--- Record excerpts Enclosed Below ---

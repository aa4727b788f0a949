//! Tool catalogue and total dispatch.

use serde::{Deserialize, Serialize};
use serde_json::{json, Value};

use crate::domain::ContentPart;

/// The closed set of tools the agent may call.
#[derive(Debug, Clone, Copy, PartialEq, Eq, Hash, Serialize, Deserialize)]
#[serde(rename_all = "snake_case")]
pub enum ToolKind {
    ExecuteCode,
    SubmitAnswer,
}

impl ToolKind {
    pub const ALL: [ToolKind; 2] = [ToolKind::ExecuteCode, ToolKind::SubmitAnswer];

    pub fn name(&self) -> &'static str {
        match self {
            Self::ExecuteCode => "execute_code",
            Self::SubmitAnswer => "submit_answer",
        }
    }

    pub fn from_name(name: &str) -> Option<Self> {
        Self::ALL.into_iter().find(|kind| kind.name() == name)
    }

    fn argument(&self) -> &'static str {
        match self {
            Self::ExecuteCode => "code",
            Self::SubmitAnswer => "answer",
        }
    }

    pub fn definition(&self) -> ToolDefinition {
        let (description, arg_description) = match self {
            Self::ExecuteCode => (
                "Execute SQLite SQL against your persistent workspace database. \
                 Tables, views and indexes you create stay available to later calls. \
                 The sample source is attached read-only as `source`. \
                 Returns rendered result rows or affected-row counts.",
                "One or more SQL statements separated by semicolons.",
            ),
            Self::SubmitAnswer => (
                "Submit the repaired ETL script. Ends the task; no further code can run.",
                "The complete SQL script of the repaired job.",
            ),
        };
        let field = self.argument();
        ToolDefinition {
            name: self.name().to_string(),
            description: description.to_string(),
            input_schema: json!({
                "type": "object",
                "properties": {
                    field: {"type": "string", "description": arg_description}
                },
                "required": [field]
            }),
        }
    }
}

/// Tool definition in the Messages API `tools` shape.
#[derive(Debug, Clone, PartialEq, Serialize, Deserialize)]
pub struct ToolDefinition {
    pub name: String,
    pub description: String,
    pub input_schema: Value,
}

/// Definitions of every tool in [`ToolKind::ALL`].
pub fn catalogue() -> Vec<ToolDefinition> {
    ToolKind::ALL.iter().map(ToolKind::definition).collect()
}

/// A tool call as emitted by the engine.
#[derive(Debug, Clone, PartialEq, Serialize, Deserialize)]
pub struct ToolInvocation {
    pub id: String,
    pub name: String,
    pub arguments: Value,
}

impl ToolInvocation {
    pub fn from_part(part: &ContentPart) -> Option<Self> {
        match part {
            ContentPart::ToolUse { id, name, input } => Some(Self {
                id: id.clone(),
                name: name.clone(),
                arguments: input.clone(),
            }),
            _ => None,
        }
    }
}

/// Routed form of an invocation. Every invocation maps to exactly one arm.
#[derive(Debug, Clone, PartialEq, Eq)]
pub enum ToolCall {
    ExecuteCode { code: String },
    SubmitAnswer { answer: String },
    Malformed { tool: ToolKind, reason: String },
    Unknown { name: String },
}

impl ToolCall {
    pub fn parse(invocation: &ToolInvocation) -> Self {
        let Some(kind) = ToolKind::from_name(&invocation.name) else {
            return Self::Unknown {
                name: invocation.name.clone(),
            };
        };

        let field = kind.argument();
        let value = match invocation.arguments.get(field) {
            Some(Value::String(s)) => s.clone(),
            Some(other) => {
                return Self::Malformed {
                    tool: kind,
                    reason: format!("`{field}` must be a string, got {}", json_type(other)),
                }
            }
            None => {
                return Self::Malformed {
                    tool: kind,
                    reason: format!("missing required argument `{field}`"),
                }
            }
        };
        if value.trim().is_empty() {
            return Self::Malformed {
                tool: kind,
                reason: format!("`{field}` must not be empty"),
            };
        }

        match kind {
            ToolKind::ExecuteCode => Self::ExecuteCode { code: value },
            ToolKind::SubmitAnswer => Self::SubmitAnswer { answer: value },
        }
    }

    /// Error result for the arms that cannot be executed.
    pub fn rejection(&self) -> Option<ToolResult> {
        match self {
            Self::Unknown { name } => Some(ToolResult::error(format!("unknown tool: {name}"))),
            Self::Malformed { tool, reason } => Some(ToolResult::error(format!(
                "malformed arguments for {}: {reason}",
                tool.name()
            ))),
            _ => None,
        }
    }
}

fn json_type(value: &Value) -> &'static str {
    match value {
        Value::Null => "null",
        Value::Bool(_) => "boolean",
        Value::Number(_) => "number",
        Value::String(_) => "string",
        Value::Array(_) => "array",
        Value::Object(_) => "object",
    }
}

/// Outcome of one tool call. Always produced, never a fault.
#[derive(Debug, Clone, PartialEq, Eq, Serialize, Deserialize)]
pub struct ToolResult {
    pub is_error: bool,
    pub payload: String,
}

impl ToolResult {
    pub fn ok(payload: impl Into<String>) -> Self {
        Self {
            is_error: false,
            payload: payload.into(),
        }
    }

    pub fn error(payload: impl Into<String>) -> Self {
        Self {
            is_error: true,
            payload: payload.into(),
        }
    }

    /// JSON body sent back to the engine: `{"output": ..., "error": ...}`.
    pub fn wire_content(&self) -> String {
        let body = if self.is_error {
            json!({"output": Value::Null, "error": self.payload})
        } else {
            json!({"output": self.payload, "error": Value::Null})
        };
        body.to_string()
    }

    /// The `tool_result` block answering `tool_use_id`.
    pub fn into_part(self, tool_use_id: &str) -> ContentPart {
        ContentPart::ToolResult {
            tool_use_id: tool_use_id.to_string(),
            content: self.wire_content(),
            is_error: self.is_error,
        }
    }
}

--- End of Enclosed Record excerpts ---

**Description of the task**
Using the listing above, state how many lines contain the string "enum". Give the number by itself.

**Result below**
2